Abbiamo ancora poi nomi greco-nuragico - micenei nei soggetti relativi ai toponimi più in generale , come i confini tra Fenici e Nuragico - Micenei e indicanti nomi greci per i Fenici confinanti : da Melaneimones ( verbo greco che significa colui che veste di scuro o ha la pelle nera o mostra il nero o è munito di nero , come mones - mostrare ) si hanno Maimones e Mamuthones , e abbiamo Punta Mumullonis - Buggerru ,Punta Maimone - Tharros ,Mamone , Mamutera - Lanusei , sempre per sedi acclarate dei confini coi Fenici e poi coi i Punici e quel termine è ancora in uso nel mondo mediorientale con i nomi di persona e di Ministri attuali come Mamout ( Iran ) ,Mahmud (Libano ) , Mamoudi ( Libia ) perchè la parola greca era nobilitante , allora , e questi nomi citati sono le parti iniziali di Mamuth-ones ed indicano in greco come oggi i Fenici , mentre la seconda parte , da Ma-mussoni , è ancora presente in Sardegna col cognome Mussoni ( Nero ) , che indica il cognome in greco dato a un Fenicio ( ed è ancora presente nelle zone dei Fenici ) . Poi ci sono gli altri cognomi greci ancora presenti : come Loche , Dore ( Dorieis - Dori -Achei ) , Gregu , Greco , Pirroni da Pirrys ( Rosso ) , Carìa , Chironi ( Re dei centauri ), nel cuore della Sardegna , e Locoe c'è come nome di luogo ( per locos come pazzo o guerriero ) per la strada per le scorribande ( Orgosolo ).
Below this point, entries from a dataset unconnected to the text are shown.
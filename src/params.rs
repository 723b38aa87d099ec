#[cfg(feature = "python")]
use pyo3::prelude::*;
use serde::Serialize;

use crate::constants::{DEFAULT_HOME_FIELD, DEFAULT_LUCK, DEFAULT_STRENGTH_SD};
use crate::error::{Result, SimError};

/// Model knobs shared read-only by every season of a run.
#[cfg_attr(feature = "python", pyclass)]
#[derive(Clone, Copy, Debug, PartialEq, Serialize)]
pub struct Params {
    /// Standard deviation of the per-season strength draw
    #[cfg_attr(feature = "python", pyo3(get, set))]
    pub strength_sd: f64,

    /// Strength bonus for the home team (ignored in the final)
    #[cfg_attr(feature = "python", pyo3(get, set))]
    pub home_field: f64,

    /// Logistic scale; larger values flatten win probabilities toward 0.5
    #[cfg_attr(feature = "python", pyo3(get, set))]
    pub luck: f64,
}

impl Default for Params {
    fn default() -> Self {
        Params {
            strength_sd: DEFAULT_STRENGTH_SD,
            home_field: DEFAULT_HOME_FIELD,
            luck: DEFAULT_LUCK,
        }
    }
}

impl Params {
    pub fn new(strength_sd: f64, home_field: f64, luck: f64) -> Self {
        Params {
            strength_sd,
            home_field,
            luck,
        }
    }

    /// Reject values the probability model cannot work with.
    pub fn validate(&self) -> Result<()> {
        if !self.strength_sd.is_finite() || self.strength_sd < 0.0 {
            return Err(SimError::InvalidStrengthSd(self.strength_sd));
        }
        if !self.home_field.is_finite() {
            return Err(SimError::InvalidHomeField(self.home_field));
        }
        if !self.luck.is_finite() || self.luck <= 0.0 {
            return Err(SimError::InvalidLuck(self.luck));
        }
        Ok(())
    }
}

#[cfg(feature = "python")]
#[pymethods]
impl Params {
    #[new]
    #[pyo3(signature = (
        strength_sd = DEFAULT_STRENGTH_SD,
        home_field = DEFAULT_HOME_FIELD,
        luck = DEFAULT_LUCK
    ))]
    fn py_new(strength_sd: f64, home_field: f64, luck: f64) -> PyResult<Self> {
        let params = Params::new(strength_sd, home_field, luck);
        params.validate()?;
        Ok(params)
    }

    fn __repr__(&self) -> String {
        format!(
            "Params(strength_sd={}, home_field={}, luck={})",
            self.strength_sd, self.home_field, self.luck
        )
    }
}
Altri toponimi greci fanno serialità di toponimi : come Tyrso , Tiana e Olbia ,Laconi da Lacedemoni , Nuraghe Talassai lungo il fiume Tirso da talassa- mare in Greco , ed indica un luogo allora raggiunto dal mare e ora arenato per il riempimento delle valli dei fiumi che prima erano navigabili in pianura perché ancora non riempiti dopo la deglaciazione ( Strabone lo attesta in epoca romana ,e si vede ancora nelle carte del '600 recente) , poi c'è la Tomba dei Giganti S'Ena e Thomes - fonte degli orti ( tomi ) a Dorgali , Logomache ( Logomachia - battaglia delle parole in Greco ) o Parlamento nuragico miceneo a Fonni , che era quindi la capitale dell'ultimo territorio -regno miceneo in Sardegna ,prima dell'arrivo dei Romani , e disponeva dell'unico acquedotto nuragico miceneo trovato in Sardegna e delle più belle tombe dei giganti della Sardegna , a ulteriore prova di questa centralità . Poi c'è Plata-mona , sempre con mones , cioè che mostra il piatto o spiaggia .Teulada da Teu -Lada come terra di dio , Tharros , Zinnias da Skinnias - giunchi da cui il sardo skinniri , cioè filare un vetro , che così è schinniu :Ancora c'è Monte Perda Liana da Iliana -Ilio , e Kalaris da Kale greco per promontorio da cui le attuali cale , per le spiaggette , e l'italiano intercalare , che indica tra i promontori . Cagliari era città micenea 8 ( otto ) secoli prima che arrivassero i Fenici e i nuraghi nel golfo di Cagliari lo confermano .Poi c'è la città di Pirri da Pyrris-Rosso( forse dal vino ) , Monastir era poi un quartiere di Atene detto Monastir-aki , Mont' Arbu viene da Argo (Bianco ), città dei Micenei etc etc , e i Mègaron presenti in Sardegna erano sale reali( mega-ron uguale grande sala ) o del Parlamento dei capi tribù , come a Micene .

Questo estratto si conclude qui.